(Records contained in a dataset)
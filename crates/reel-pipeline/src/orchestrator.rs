//! Pipeline orchestrator.
//!
//! Drives each project through the fixed stage order, persisting every
//! transition as a single atomic row write before the next stage begins.
//! Distinct projects run as independent tasks; within one project stages
//! are strictly sequential, and a per-project run guard keeps the
//! orchestrator the only writer of that project's record.

use std::collections::HashSet;
use std::sync::{Arc, Mutex};

use metrics::counter;
use tracing::{error, info, warn};

use reel_models::{
    AssetType, CastList, JobId, Project, ProjectId, ProjectStatus, Script, VideoFormat,
    YouTubeMetadata,
};
use reel_store::Store;

use crate::error::{PipelineError, PipelineResult};
use crate::stage::{StageOutput, StageRegistry};

/// Error message recorded when a cancel request is observed.
pub const CANCELLED_MESSAGE: &str = "Cancelled by user";

/// Parameters for creating a project.
#[derive(Debug, Clone)]
pub struct NewProject {
    pub title: String,
    pub script_prompt: String,
    pub category: Option<String>,
    pub auto_upload: bool,
    pub video_format: VideoFormat,
    pub job_id: Option<JobId>,
}

/// Stage to restart from when regenerating a finished project's media.
#[derive(Debug, Clone, Copy, PartialEq, Eq)]
pub enum Regenerate {
    Audio,
    Video,
}

/// The production pipeline orchestrator.
///
/// Cheap to clone; clones share the run guards and cancel flags.
#[derive(Clone)]
pub struct Orchestrator {
    store: Store,
    stages: Arc<StageRegistry>,
    running: Arc<Mutex<HashSet<ProjectId>>>,
    cancel_requested: Arc<Mutex<HashSet<ProjectId>>>,
}

impl Orchestrator {
    /// Create a new orchestrator over a store and a stage registry.
    pub fn new(store: Store, stages: StageRegistry) -> Self {
        let missing = stages.missing_stages();
        if !missing.is_empty() {
            warn!(?missing, "Stage registry is incomplete; projects reaching these states will fail to advance");
        }
        Self {
            store,
            stages: Arc::new(stages),
            running: Arc::new(Mutex::new(HashSet::new())),
            cancel_requested: Arc::new(Mutex::new(HashSet::new())),
        }
    }

    /// Create a project in `Draft` and persist it. Does not start the
    /// pipeline; pair with [`Orchestrator::start`].
    pub async fn create_project(&self, new: NewProject) -> PipelineResult<Project> {
        let mut project = Project::new(new.title, new.script_prompt)
            .with_auto_upload(new.auto_upload)
            .with_video_format(new.video_format);
        if let Some(category) = new.category {
            project = project.with_category(category);
        }
        if let Some(job_id) = new.job_id {
            project = project.with_job(job_id);
        }

        self.store.projects().create(&project).await?;
        counter!("reel_projects_created_total").increment(1);
        Ok(project)
    }

    /// Spawn a background task driving the project to a terminal state.
    pub fn start(&self, id: ProjectId) {
        let orchestrator = self.clone();
        tokio::spawn(async move {
            match orchestrator.drive(&id).await {
                Ok(project) => {
                    info!(project_id = %id, status = %project.status, "Pipeline finished")
                }
                // Another driver already owns this project; nothing to do.
                Err(PipelineError::AlreadyRunning(_)) => {}
                Err(e) => error!(project_id = %id, "Pipeline error: {}", e),
            }
        });
    }

    /// Drive a project from its current recorded status to a terminal
    /// state, returning the final record.
    ///
    /// Safe to call after a crash: the loop re-invokes the stage for the
    /// recorded status and continues from there. Concurrent calls for the
    /// same project are rejected with [`PipelineError::AlreadyRunning`].
    pub async fn drive(&self, id: &ProjectId) -> PipelineResult<Project> {
        if !self.claim(id) {
            return Err(PipelineError::AlreadyRunning(id.clone()));
        }
        let result = self.drive_claimed(id).await;
        self.release(id);
        result
    }

    async fn drive_claimed(&self, id: &ProjectId) -> PipelineResult<Project> {
        let projects = self.store.projects();

        loop {
            let project = projects.get_required(id).await?;

            if project.status.is_terminal() {
                // Drop any cancel request that lost the race against
                // completion, so it cannot leak onto a later retry.
                self.take_cancel_request(id);
                return Ok(project);
            }

            // Stage boundary: cancellation wins before any further work.
            if self.take_cancel_request(id) {
                info!(project_id = %id, "Cancel request observed at stage boundary");
                let failed = project.fail(CANCELLED_MESSAGE);
                projects.update(&failed).await?;
                return Ok(failed);
            }

            // Draft has no stage; step into the first working state.
            if project.status == ProjectStatus::Draft {
                let Some(next) = project.status.next_in_pipeline(project.auto_upload) else {
                    return Ok(project);
                };
                let project = project.advance_to(next);
                projects.update(&project).await?;
                continue;
            }

            let stage = self
                .stages
                .get(project.status)
                .ok_or(PipelineError::NoStageRegistered(project.status))?;

            info!(project_id = %id, stage = %project.status, "Running stage");

            match stage.execute(&project).await {
                Ok(output) => {
                    let Some(next) = project.status.next_in_pipeline(project.auto_upload) else {
                        return Ok(project);
                    };
                    counter!("reel_stages_completed_total", "stage" => project.status.as_str())
                        .increment(1);
                    // One atomic write: stage output plus the advance. A
                    // crash before this line means the stage never happened.
                    let updated = Self::apply_output(project, output).advance_to(next);
                    projects.update(&updated).await?;
                }
                Err(e) => {
                    warn!(project_id = %id, stage = %project.status, "Stage failed: {}", e);
                    counter!("reel_stages_failed_total", "stage" => project.status.as_str())
                        .increment(1);
                    let failed = project.fail(e.to_string());
                    projects.update(&failed).await?;
                    return Ok(failed);
                }
            }
        }
    }

    /// Merge a stage's output into the project record.
    ///
    /// Assets are upserted by (type, scene): a re-run stage overwrites its
    /// own outputs instead of duplicating them, and assets from earlier
    /// stages are never removed.
    fn apply_output(mut project: Project, output: StageOutput) -> Project {
        if let Some(script) = output.script {
            project.script = Some(script);
        }
        if let Some(cast) = output.cast {
            project.cast = Some(cast);
        }
        for asset in output.assets {
            project
                .assets
                .retain(|a| !(a.asset_type == asset.asset_type && a.scene_index == asset.scene_index));
            project.assets.push(asset);
        }
        if let Some(video_id) = output.youtube_video_id {
            project.youtube_video_id = Some(video_id);
        }
        if let Some(url) = output.youtube_url {
            project.youtube_url = Some(url);
        }
        project
    }

    /// Resume every project left in a non-terminal state.
    ///
    /// Called once at startup. Each project re-runs the stage for its
    /// recorded status; stages are required to tolerate that (at-least-once
    /// per stage).
    pub async fn resume_incomplete(&self) -> PipelineResult<usize> {
        let open = self.store.projects().list_non_terminal().await?;
        let count = open.len();
        if count > 0 {
            info!("Resuming {} incomplete project(s)", count);
        }
        for project in open {
            self.start(project.id);
        }
        Ok(count)
    }

    /// Request cancellation of a project.
    ///
    /// Best-effort: an in-flight external stage call is not interrupted;
    /// the flag is observed at the next stage boundary. When no driver is
    /// active the project fails immediately.
    pub async fn cancel(&self, id: &ProjectId) -> PipelineResult<()> {
        let project = self.store.projects().get_required(id).await?;
        if project.status.is_terminal() {
            return Err(PipelineError::invalid_state(format!(
                "project is already {}",
                project.status
            )));
        }

        self.cancel_requested
            .lock()
            .expect("cancel flag lock poisoned")
            .insert(id.clone());

        // No driver running means we are at a boundary right now.
        if self.claim(id) {
            if self.take_cancel_request(id) {
                let project = self.store.projects().get_required(id).await?;
                if !project.status.is_terminal() {
                    let failed = project.fail(CANCELLED_MESSAGE);
                    self.store.projects().update(&failed).await?;
                }
            }
            self.release(id);
        }
        Ok(())
    }

    /// Explicit retry of a failed project: reset to `Draft`, clear the
    /// error, keep already-produced assets, and re-drive. Never automatic.
    pub async fn retry(&self, id: &ProjectId) -> PipelineResult<Project> {
        if self.is_running(id) {
            return Err(PipelineError::AlreadyRunning(id.clone()));
        }
        let project = self.store.projects().get_required(id).await?;
        if project.status != ProjectStatus::Failed {
            return Err(PipelineError::invalid_state(format!(
                "retry requires a failed project, status is {}",
                project.status
            )));
        }

        let reset = project.reset_for_retry();
        self.store.projects().update(&reset).await?;
        self.start(reset.id.clone());
        Ok(reset)
    }

    /// Re-run composition from a chosen stage on a settled project,
    /// reusing the stored script and cast. The stage overwrites its own
    /// assets when it runs again.
    pub async fn regenerate(&self, id: &ProjectId, from: Regenerate) -> PipelineResult<Project> {
        if self.is_running(id) {
            return Err(PipelineError::AlreadyRunning(id.clone()));
        }
        let mut project = self.store.projects().get_required(id).await?;
        if !project.status.is_terminal() {
            return Err(PipelineError::invalid_state(format!(
                "regeneration requires a settled project, status is {}",
                project.status
            )));
        }
        if project.script.is_none() {
            return Err(PipelineError::invalid_state(
                "project has no script to regenerate from",
            ));
        }

        let target = match from {
            Regenerate::Audio => {
                if project.cast.is_none() {
                    return Err(PipelineError::invalid_state(
                        "project needs a cast before regenerating audio",
                    ));
                }
                ProjectStatus::GeneratingAudio
            }
            Regenerate::Video => {
                if project.assets_of_type(AssetType::Audio).is_empty() {
                    return Err(PipelineError::invalid_state(
                        "no audio files to compose into video",
                    ));
                }
                ProjectStatus::GeneratingVideo
            }
        };

        project.error_message = None;
        let reset = project.advance_to(target);
        self.store.projects().update(&reset).await?;
        self.start(reset.id.clone());
        Ok(reset)
    }

    /// Replace the cast on a settled project (voice changes are applied by
    /// a subsequent audio regeneration). Rejected mid-pipeline.
    pub async fn update_cast(&self, id: &ProjectId, cast: CastList) -> PipelineResult<Project> {
        if self.is_running(id) {
            return Err(PipelineError::AlreadyRunning(id.clone()));
        }
        let mut project = self.store.projects().get_required(id).await?;
        if !project.status.is_terminal() {
            return Err(PipelineError::invalid_state(
                "cast can only be edited once the pipeline has settled",
            ));
        }
        match &project.script {
            Some(script) if cast.covers(script) => {}
            Some(_) => {
                return Err(PipelineError::invalid_state(
                    "cast does not cover every speaker in the script",
                ))
            }
            None => {
                return Err(PipelineError::invalid_state("project has no script yet"));
            }
        }

        project.cast = Some(cast);
        project.updated_at = chrono::Utc::now();
        self.store.projects().update(&project).await?;
        Ok(project)
    }

    /// Set the upload metadata used by the upload stage. Rejected once the
    /// upload has started.
    pub async fn update_youtube_metadata(
        &self,
        id: &ProjectId,
        metadata: YouTubeMetadata,
    ) -> PipelineResult<Project> {
        let mut project = self.store.projects().get_required(id).await?;
        if matches!(
            project.status,
            ProjectStatus::UploadingYoutube | ProjectStatus::Published
        ) {
            return Err(PipelineError::invalid_state(
                "upload metadata is frozen once the upload has started",
            ));
        }

        project.youtube_metadata = Some(metadata);
        project.updated_at = chrono::Utc::now();
        self.store.projects().update(&project).await?;
        Ok(project)
    }

    /// The script of a project, if set. Convenience for handlers.
    pub async fn script(&self, id: &ProjectId) -> PipelineResult<Option<Script>> {
        Ok(self.store.projects().get_required(id).await?.script)
    }

    fn claim(&self, id: &ProjectId) -> bool {
        self.running
            .lock()
            .expect("run guard lock poisoned")
            .insert(id.clone())
    }

    fn release(&self, id: &ProjectId) {
        self.running
            .lock()
            .expect("run guard lock poisoned")
            .remove(id);
    }

    fn is_running(&self, id: &ProjectId) -> bool {
        self.running
            .lock()
            .expect("run guard lock poisoned")
            .contains(id)
    }

    fn take_cancel_request(&self, id: &ProjectId) -> bool {
        self.cancel_requested
            .lock()
            .expect("cancel flag lock poisoned")
            .remove(id)
    }
}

• _To do_: Copy out only the lines running from the beginning of the data to the line with "a stage registry.", both ends included.

• _Exercise response_:
filename crates/reel-pipeline/src/orchestrator.rs
//! Pipeline orchestrator.
//!
//! Drives each project through the fixed stage order, persisting every
//! transition as a single atomic row write before the next stage begins.
//! Distinct projects run as independent tasks; within one project stages
//! are strictly sequential, and a per-project run guard keeps the
//! orchestrator the only writer of that project's record.

use std::collections::HashSet;
use std::sync::{Arc, Mutex};

use metrics::counter;
use tracing::{error, info, warn};

use reel_models::{
    AssetType, CastList, JobId, Project, ProjectId, ProjectStatus, Script, VideoFormat,
    YouTubeMetadata,
};
use reel_store::Store;

use crate::error::{PipelineError, PipelineResult};
use crate::stage::{StageOutput, StageRegistry};

/// Error message recorded when a cancel request is observed.
pub const CANCELLED_MESSAGE: &str = "Cancelled by user";

/// Parameters for creating a project.
#[derive(Debug, Clone)]
pub struct NewProject {
    pub title: String,
    pub script_prompt: String,
    pub category: Option<String>,
    pub auto_upload: bool,
    pub video_format: VideoFormat,
    pub job_id: Option<JobId>,
}

/// Stage to restart from when regenerating a finished project's media.
#[derive(Debug, Clone, Copy, PartialEq, Eq)]
pub enum Regenerate {
    Audio,
    Video,
}

/// The production pipeline orchestrator.
///
/// Cheap to clone; clones share the run guards and cancel flags.
#[derive(Clone)]
pub struct Orchestrator {
    store: Store,
    stages: Arc<StageRegistry>,
    running: Arc<Mutex<HashSet<ProjectId>>>,
    cancel_requested: Arc<Mutex<HashSet<ProjectId>>>,
}

impl Orchestrator {
    /// Create a new orchestrator over a store and a stage registry.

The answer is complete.